La littérature sous caféine


mardi 29 novembre 2016

"Pourquoi tout le monde parle des petits Blancs" (Thomas Mahler, Le point, 17.11.16)

« L'Amérique les nomme hillbillies, rednecks ou white trash. Moi, je les appelle voisins, amis et famille. » Phénomène éditorial de ces derniers mois aux États-Unis, l'émouvant Hillbilly Elegy raconte l'enfance de J. D. Vance chez les « péquenots blancs » du Kentucky et de l'Ohio. Après être passé par les marines, l'auteur, aujourd'hui âgé de 31 ans, a intégré la prestigieuse université de Yale et est devenu investisseur dans la Silicon Valley.
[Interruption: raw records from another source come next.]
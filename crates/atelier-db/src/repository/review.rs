//! # Rating Aggregator
//!
//! Review writes and the product rating aggregate they drive.
//!
//! ## Transaction Shape
//! ```text
//! BEGIN
//!   1. write the review row          (INSERT / UPDATE ... RETURNING / DELETE ... RETURNING)
//!                                    first statement is a write, so the
//!                                    transaction holds the database write lock
//!   2. SELECT average_rating, rating_count, rating_version FROM products
//!   3. RatingSummary::with_created / with_updated / with_deleted
//!   4. UPDATE products SET ..., rating_version = version + 1
//!      WHERE id = ? AND rating_version = version
//!        └── 0 rows → ConcurrentModification("product")
//! COMMIT
//! ```
//!
//! The review row and the aggregate commit together or not at all.

use atelier_core::rating::RatingSummary;
use atelier_core::validation::{validate_comment, validate_rating};
use atelier_core::{CoreError, CoreResult, Review, ValidationError};
use chrono::Utc;
use sqlx::{SqliteConnection, SqlitePool};
use tracing::{debug, info, warn};
use uuid::Uuid;

use crate::error::{DbError, DbResult};
use crate::repository::catalog::product_exists;
use crate::repository::people::customer_exists;

const REVIEW_COLUMNS: &str = "id, product_id, customer_id, rating, comment, created_at, updated_at";

/// Input for a new review.
#[derive(Debug, Clone)]
pub struct NewReview {
    pub product_id: String,
    pub customer_id: String,
    pub rating: i64,
    pub comment: Option<String>,
}

#[derive(Debug, sqlx::FromRow)]
struct AggregateRow {
    average_rating: f64,
    rating_count: i64,
    rating_version: i64,
}

/// Reads a product's aggregate, applies `change` and writes it back guarded
/// by `rating_version`.
async fn apply_to_product<F>(conn: &mut SqliteConnection, product_id: &str, change: F) -> DbResult<RatingSummary>
where
    F: FnOnce(RatingSummary) -> CoreResult<RatingSummary>,
{
    let row = sqlx::query_as::<_, AggregateRow>(
        "SELECT average_rating, rating_count, rating_version FROM products WHERE id = ?1",
    )
    .bind(product_id)
    .fetch_optional(&mut *conn)
    .await?
    .ok_or_else(|| CoreError::UnknownProduct(product_id.to_string()))?;

    let next = change(RatingSummary::new(row.average_rating, row.rating_count))?;
    write_summary(conn, product_id, next, row.rating_version).await?;
    Ok(next)
}

async fn write_summary(
    conn: &mut SqliteConnection,
    product_id: &str,
    summary: RatingSummary,
    expected_version: i64,
) -> DbResult<()> {
    let result = sqlx::query(
        r#"
        UPDATE products
        SET average_rating = ?2,
            rating_count = ?3,
            rating_version = rating_version + 1,
            updated_at = ?4
        WHERE id = ?1 AND rating_version = ?5
        "#,
    )
    .bind(product_id)
    .bind(summary.average)
    .bind(summary.count)
    .bind(Utc::now())
    .bind(expected_version)
    .execute(&mut *conn)
    .await
    .map_err(|e| DbError::from(e).for_entity("product", product_id))?;

    if result.rows_affected() == 0 {
        warn!(product_id = %product_id, expected_version, "Rating aggregate changed underneath us");
        return Err(CoreError::conflict("product", product_id).into());
    }

    debug!(
        product_id = %product_id,
        average = summary.average,
        count = summary.count,
        "Rating aggregate written"
    );
    Ok(())
}

/// Review writes with transactional rating maintenance.
#[derive(Debug, Clone)]
pub struct RatingAggregator {
    pool: SqlitePool,
}

impl RatingAggregator {
    /// Creates a new RatingAggregator.
    pub fn new(pool: SqlitePool) -> Self {
        RatingAggregator { pool }
    }

    /// Creates a review and folds its rating into the product aggregate.
    ///
    /// A customer may review a product once; the second attempt fails with
    /// `DuplicateReview` and changes nothing.
    pub async fn create_review(&self, input: &NewReview) -> DbResult<Review> {
        validate_rating(input.rating)?;
        validate_comment(input.comment.as_deref())?;

        let now = Utc::now();
        let review = Review {
            id: Uuid::new_v4().to_string(),
            product_id: input.product_id.clone(),
            customer_id: input.customer_id.clone(),
            rating: input.rating,
            comment: input.comment.clone(),
            created_at: now,
            updated_at: now,
        };

        let mut tx = self.pool.begin().await?;

        let inserted = sqlx::query(&format!(
            "INSERT INTO reviews ({}) VALUES (?1, ?2, ?3, ?4, ?5, ?6, ?7)",
            REVIEW_COLUMNS
        ))
        .bind(&review.id)
        .bind(&review.product_id)
        .bind(&review.customer_id)
        .bind(review.rating)
        .bind(&review.comment)
        .bind(review.created_at)
        .bind(review.updated_at)
        .execute(&mut *tx)
        .await;

        if let Err(e) = inserted {
            return Err(match DbError::from(e).for_entity("product", &review.product_id) {
                err if err.is_unique_on("reviews") => DbError::Core(CoreError::DuplicateReview {
                    product_id: review.product_id.clone(),
                    customer_id: review.customer_id.clone(),
                }),
                DbError::ForeignKeyViolation { message } => {
                    if !product_exists(&mut tx, &review.product_id).await? {
                        CoreError::UnknownProduct(review.product_id.clone()).into()
                    } else if !customer_exists(&mut tx, &review.customer_id).await? {
                        CoreError::UnknownCustomer(review.customer_id.clone()).into()
                    } else {
                        DbError::ForeignKeyViolation { message }
                    }
                }
                err => err,
            });
        }

        let summary = apply_to_product(&mut tx, &review.product_id, |s| s.with_created(review.rating)).await?;

        tx.commit().await?;

        info!(
            review_id = %review.id,
            product_id = %review.product_id,
            rating = review.rating,
            average = summary.average,
            count = summary.count,
            "Review created"
        );
        Ok(review)
    }

    /// Changes a review's rating and comment.
    pub async fn update_review(&self, review_id: &str, rating: i64, comment: Option<&str>) -> DbResult<Review> {
        validate_rating(rating)?;
        validate_comment(comment)?;

        let mut tx = self.pool.begin().await?;

        // Touch first: takes the write lock and hands back the old rating
        let (product_id, old_rating): (String, i64) = sqlx::query_as(
            "UPDATE reviews SET updated_at = ?2 WHERE id = ?1 RETURNING product_id, rating",
        )
        .bind(review_id)
        .bind(Utc::now())
        .fetch_optional(&mut *tx)
        .await
        .map_err(|e| DbError::from(e).for_entity("review", review_id))?
        .ok_or_else(|| CoreError::UnknownReview(review_id.to_string()))?;

        let review = sqlx::query_as::<_, Review>(&format!(
            "UPDATE reviews SET rating = ?2, comment = ?3 WHERE id = ?1 RETURNING {}",
            REVIEW_COLUMNS
        ))
        .bind(review_id)
        .bind(rating)
        .bind(comment)
        .fetch_one(&mut *tx)
        .await?;

        let summary = apply_to_product(&mut tx, &product_id, |s| s.with_updated(old_rating, rating)).await?;

        tx.commit().await?;

        info!(
            review_id = %review_id,
            product_id = %product_id,
            old_rating,
            new_rating = rating,
            average = summary.average,
            "Review updated"
        );
        Ok(review)
    }

    /// Deletes a review and takes its rating out of the aggregate.
    pub async fn delete_review(&self, review_id: &str) -> DbResult<()> {
        let mut tx = self.pool.begin().await?;

        let (product_id, rating): (String, i64) =
            sqlx::query_as("DELETE FROM reviews WHERE id = ?1 RETURNING product_id, rating")
                .bind(review_id)
                .fetch_optional(&mut *tx)
                .await
                .map_err(|e| DbError::from(e).for_entity("review", review_id))?
                .ok_or_else(|| CoreError::UnknownReview(review_id.to_string()))?;

        let summary = apply_to_product(&mut tx, &product_id, |s| s.with_deleted(rating)).await?;

        tx.commit().await?;

        info!(
            review_id = %review_id,
            product_id = %product_id,
            average = summary.average,
            count = summary.count,
            "Review deleted"
        );
        Ok(())
    }

    /// Rebuilds a product's aggregate from its review rows.
    pub async fn recompute_rating(&self, product_id: &str) -> DbResult<RatingSummary> {
        let mut tx = self.pool.begin().await?;

        let version: i64 = sqlx::query_scalar(
            "UPDATE products SET updated_at = ?2 WHERE id = ?1 RETURNING rating_version",
        )
        .bind(product_id)
        .bind(Utc::now())
        .fetch_optional(&mut *tx)
        .await
        .map_err(|e| DbError::from(e).for_entity("product", product_id))?
        .ok_or_else(|| CoreError::UnknownProduct(product_id.to_string()))?;

        let ratings: Vec<i64> = sqlx::query_scalar("SELECT rating FROM reviews WHERE product_id = ?1")
            .bind(product_id)
            .fetch_all(&mut *tx)
            .await?;

        let summary = RatingSummary::from_ratings(ratings)?;
        write_summary(&mut tx, product_id, summary, version).await?;

        tx.commit().await?;

        info!(product_id = %product_id, average = summary.average, count = summary.count, "Rating recomputed");
        Ok(summary)
    }

    /// The stored aggregate of a product.
    pub async fn summary_for(&self, product_id: &str) -> DbResult<RatingSummary> {
        let (average, count): (f64, i64) =
            sqlx::query_as("SELECT average_rating, rating_count FROM products WHERE id = ?1")
                .bind(product_id)
                .fetch_optional(&self.pool)
                .await?
                .ok_or_else(|| CoreError::UnknownProduct(product_id.to_string()))?;
        Ok(RatingSummary::new(average, count))
    }

    /// Gets a review by ID.
    pub async fn get_review(&self, id: &str) -> DbResult<Option<Review>> {
        let review = sqlx::query_as::<_, Review>(&format!("SELECT {} FROM reviews WHERE id = ?1", REVIEW_COLUMNS))
            .bind(id)
            .fetch_optional(&self.pool)
            .await?;
        Ok(review)
    }

    /// Reviews of a product, oldest first.
    pub async fn reviews_for(&self, product_id: &str) -> DbResult<Vec<Review>> {
        if product_id.trim().is_empty() {
            return Err(ValidationError::Required {
                field: "product_id".to_string(),
            }
            .into());
        }

        let reviews = sqlx::query_as::<_, Review>(&format!(
            "SELECT {} FROM reviews WHERE product_id = ?1 ORDER BY created_at, rowid",
            REVIEW_COLUMNS
        ))
        .bind(product_id)
        .fetch_all(&self.pool)
        .await?;
        Ok(reviews)
    }
}

// =============================================================================
// Unit Tests
// =============================================================================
Mais, à l'image d'un Édouard Louis, ce transfuge de classe se souvient des siens et de son enfance chaotique dans une autobiographie qui est avant tout le portrait d'un « groupe en crise ». Avec empathie mais sans complaisance, J. D. Vance décrit la crise des valeurs, les addictions (alcool et drogues), la peur du déclin, le fatalisme social et la méfiance absolue envers les élites qui font de cette classe la plus pessimiste, de loin, aux États-Unis. « Bien plus de la moitié des Noirs, Latinos et Blancs ayant fait des études s'attendent à ce que leurs enfants réussissent mieux qu'eux. Mais parmi les classes populaires blanches, seuls 44 % partagent cet espoir. Encore plus surprenant, 42 % de ces Blancs pensent que leur vie est moins prospère que celles de leurs parents », écrit-il.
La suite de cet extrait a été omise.